# [Exercise requirements]
After locating the line with "has been declared." in the data that follows, return it and every later line exactly, up to and including the line with "prefixes of everything.".

Stored items

+++++

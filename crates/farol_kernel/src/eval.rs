//! The backtracking evaluator.
//!
//! # Weak evaluation
//!
//! [`Evaluator::eval_program`] reduces the program body to a lazy stream of
//! weak values. Variables are call-by-need: forcing a variable rebinds it
//! to each forced value while that solution is live downstream, restoring
//! the original binding on resumption (see [`MemoVar`]).
//!
//! # The three primitives
//!
//! - `_>>_` (sequence): for each solution of the left operand, every
//!   solution of the right; the left value is discarded, its store
//!   effects are kept.
//! - `_<>_` (alternative): every solution of the left operand, then every
//!   solution of the right.
//! - `_==_` (unify): one `unit` solution per consistent instantiation of
//!   metavariables, undone on backtracking.
//!
//! # Unification
//!
//! [`Evaluator::solve`] works through a goal list. Undecided sides are
//! forced one step at a time. An unapplied flex variable is bound to the
//! other side reversibly. A flex variable *with* arguments takes the
//! higher-order fallback: its symbol is bound to a synthesised function
//!
//! ```text
//! λ p₁ … pₙ . (p₁ == x₁ >> … >> pₙ == xₙ >> r) <> (F p₁ … pₙ)
//! ```
//!
//! which returns `r` when applied to the observed arguments and defers to
//! a fresh function variable `F` otherwise. The occurs check is omitted
//! here (unlike in the type checker): unifying a variable with a structure
//! containing it builds a cyclic solution that diverges if forced.
//!
//! # Strong evaluation
//!
//! [`Evaluator::strong_eval`] recursively forces argument lists until every
//! component is strongly decided, re-forcing values that lose decidedness
//! when a later sibling instantiates their variables.

use std::cell::{Cell, RefCell};
use std::rc::Rc;

use farol_base::{Interner, Span, Symbol};
use farol_language::ast::{self, Declaration, Expr, ExprKind, Program};
use farol_language::builtins::Names;
use farol_language::token::operator_parts;
use indexmap::{IndexMap, IndexSet};

use crate::env::Env;
use crate::error::{EvalError, EvalErrorKind};
use crate::stream::{Step, Stream, StreamNode};
use crate::value::{MetaId, MetaStore, Value};

/// The farol evaluator. Cloning is cheap; clones share the metavariable
/// store, the interner, and the constructor registry.
#[derive(Clone)]
pub struct Evaluator {
    store: Rc<RefCell<MetaStore>>,
    interner: Rc<RefCell<Interner>>,
    names: Names,
    constructors: Rc<IndexSet<Symbol>>,
    primitives: Rc<IndexMap<Symbol, usize>>,
    fresh_counter: Rc<Cell<u32>>,
}
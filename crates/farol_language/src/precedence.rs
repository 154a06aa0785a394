//! The table of declared mixfix operators.
//!
//! Operators live at a *level* keyed by `(precedence, fixity)`; lower
//! precedence binds looser, and levels parse outside-in in key order. Each
//! level owns its operator names together with their precomputed part lists
//! (`Symbol::EMPTY` marks an argument slot, so `_+_` is stored as
//! `["", "+", ""]`).
//!
//! The parser walks levels with [`PrecedenceTable::first_level`] /
//! [`PrecedenceTable::next_level`] and drives its status machine with the
//! `is_status_*` queries.

use std::collections::BTreeMap;
use std::ops::Bound;

use farol_base::{Interner, Span, Symbol};
use indexmap::{IndexMap, IndexSet};

use crate::error::{ParseError, ParseErrorKind};
use crate::token::{is_operator, operator_parts};

/// Operator fixity. The `Ord` instance fixes the relative order of levels
/// that share a precedence: plain `infix` parses outside `infixl`, which
/// parses outside `infixr`.
#[derive(Debug, Clone, Copy, PartialEq, Eq, PartialOrd, Ord, Hash)]
pub enum Fixity {
    Infix,
    Infixl,
    Infixr,
}

impl Fixity {
    pub fn as_str(self) -> &'static str {
        match self {
            Fixity::Infix => "infix",
            Fixity::Infixl => "infixl",
            Fixity::Infixr => "infixr",
        }
    }
}

/// A `(precedence, fixity)` pair identifying one parse level.
pub type LevelKey = (u32, Fixity);

/// One precedence level: the operators declared at it, with part lists.
#[derive(Debug, Default)]
struct PrecedenceLevel {
    operators: IndexMap<Symbol, Vec<Symbol>>,
}

/// The registry of declared mixfix operators.
#[derive(Debug, Default)]
pub struct PrecedenceTable {
    levels: BTreeMap<LevelKey, PrecedenceLevel>,
    operators: IndexSet<Symbol>,
    parts: IndexSet<Symbol>,
}

impl PrecedenceTable {
    pub fn new() -> Self {
        Self::default()
    }

    /// Declares `name` at `(precedence, fixity)`.
    ///
    /// Errors: `not-an-operator` if the name has no argument hole,
    /// `operator-already-exists` if it was declared before (at any level).
    pub fn declare_operator(
        &mut self,
        interner: &mut Interner,
        fixity: Fixity,
        precedence: u32,
        name: Symbol,
        span: Span,
    ) -> Result<(), ParseError> {
        let name_str = interner.resolve(name).to_string();
        if !is_operator(&name_str) {
            return Err(ParseError::new(
                ParseErrorKind::NotAnOperator { name: name_str },
                span,
            ));
        }
        if self.operators.contains(&name) {
            return Err(ParseError::new(
                ParseErrorKind::OperatorAlreadyExists { name: name_str },
                span,
            ));
        }
        let parts: Vec<Symbol> = operator_parts(&name_str)
            .into_iter()
            .map(|p| interner.intern(p))
            .collect();
        for &part in &parts {
            if part != Symbol::EMPTY {
                self.parts.insert(part);
            }
        }
        self.operators.insert(name);
        self.levels
            .entry((precedence, fixity))
            .or_default()
            .operators
            .insert(name, parts);
        Ok(())
    }

    /// The fixity of a level.
    pub fn fixity(&self, key: LevelKey) -> Fixity {
        key.1
    }

    /// The loosest level, if any operator has been declared.
    pub fn first_level(&self) -> Option<LevelKey> {
        self.levels.keys().next().copied()
    }

    /// The next tighter level after `key`.
    pub fn next_level(&self, key: LevelKey) -> Option<LevelKey> {
        self.levels
            .range((Bound::Excluded(key), Bound::Unbounded))
            .next()
            .map(|(k, _)| *k)
    }

    pub fn is_declared_operator(&self, name: Symbol) -> bool {
        self.operators.contains(&name)
    }

    /// `true` if `sym` is a part of any declared operator (`+` for `_+_`).
    pub fn is_declared_part(&self, sym: Symbol) -> bool {
        self.parts.contains(&sym)
    }

    /// `true` if `status` is exactly the part list of an operator at `key`.
    pub fn is_status_in_level(&self, key: LevelKey, status: &[Symbol]) -> bool {
        self.levels
            .get(&key)
            .is_some_and(|level| level.operators.values().any(|parts| parts == status))
    }

    /// `true` if `status` is a prefix of some operator's part list at `key`.
    /// The empty status and a single filled slot are prefixes of everything.
    pub fn is_status_prefix_in_level(&self, key: LevelKey, status: &[Symbol]) -> bool {
        if status.is_empty() || (status.len() == 1 && status[0] == Symbol::EMPTY) {
            return true;
        }
        self.levels
            .get(&key)
            .is_some_and(|level| level.operators.values().any(|parts| parts.starts_with(status)))
    }

    /// `true` if some operator at `key` is the binary operator `_part_`.
    pub fn is_binop_in_level(&self, key: LevelKey, part: Symbol) -> bool {
        self.levels.get(&key).is_some_and(|level| {
            level.operators.values().any(|parts| {
                parts.len() == 3
                    && parts[0] == Symbol::EMPTY
                    && parts[1] == part
                    && parts[2] == Symbol::EMPTY
            })
        })
    }
}
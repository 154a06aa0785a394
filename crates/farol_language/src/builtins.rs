//! Pre-interned names of the built-in operators, types, and values.
//!
//! Every stage needs to recognise or construct applications of the three
//! primitive combinators and the primitive types, so their symbols are
//! interned once up front and passed around as a small `Copy` bundle.

use farol_base::{Interner, Symbol};

/// The built-in names: `_→_`, `_<>_`, `_>>_`, `_==_`, `Int`, `Unit`,
/// `unit`, and the entry point `main`.
#[derive(Debug, Clone, Copy)]
pub struct Names {
    /// `_→_` — the function type constructor.
    pub arrow: Symbol,
    /// `_<>_` — alternative (disjunctive choice).
    pub alt: Symbol,
    /// `_>>_` — sequence.
    pub seq: Symbol,
    /// `_==_` — unification.
    pub unify: Symbol,
    /// The `Int` type.
    pub int_type: Symbol,
    /// The `Unit` type.
    pub unit_type: Symbol,
    /// The `unit` value constructor.
    pub unit_value: Symbol,
    /// The program entry point.
    pub main: Symbol,
}

impl Names {
    pub fn new(interner: &mut Interner) -> Self {
        Self {
            arrow: interner.intern("_→_"),
            alt: interner.intern("_<>_"),
            seq: interner.intern("_>>_"),
            unify: interner.intern("_==_"),
            int_type: interner.intern("Int"),
            unit_type: interner.intern("Unit"),
            unit_value: interner.intern("unit"),
            main: interner.intern("main"),
        }
    }
}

+++++

# [Expected output]
    /// The loosest level, if any operator has been declared.
    pub fn first_level(&self) -> Option<LevelKey> {
        self.levels.keys().next().copied()
    }

    /// The next tighter level after `key`.
    pub fn next_level(&self, key: LevelKey) -> Option<LevelKey> {
        self.levels
            .range((Bound::Excluded(key), Bound::Unbounded))
            .next()
            .map(|(k, _)| *k)
    }

    pub fn is_declared_operator(&self, name: Symbol) -> bool {
        self.operators.contains(&name)
    }

    /// `true` if `sym` is a part of any declared operator (`+` for `_+_`).
    pub fn is_declared_part(&self, sym: Symbol) -> bool {
        self.parts.contains(&sym)
    }

    /// `true` if `status` is exactly the part list of an operator at `key`.
    pub fn is_status_in_level(&self, key: LevelKey, status: &[Symbol]) -> bool {
        self.levels
            .get(&key)
            .is_some_and(|level| level.operators.values().any(|parts| parts == status))
    }

    /// `true` if `status` is a prefix of some operator's part list at `key`.
    /// The empty status and a single filled slot are prefixes of everything.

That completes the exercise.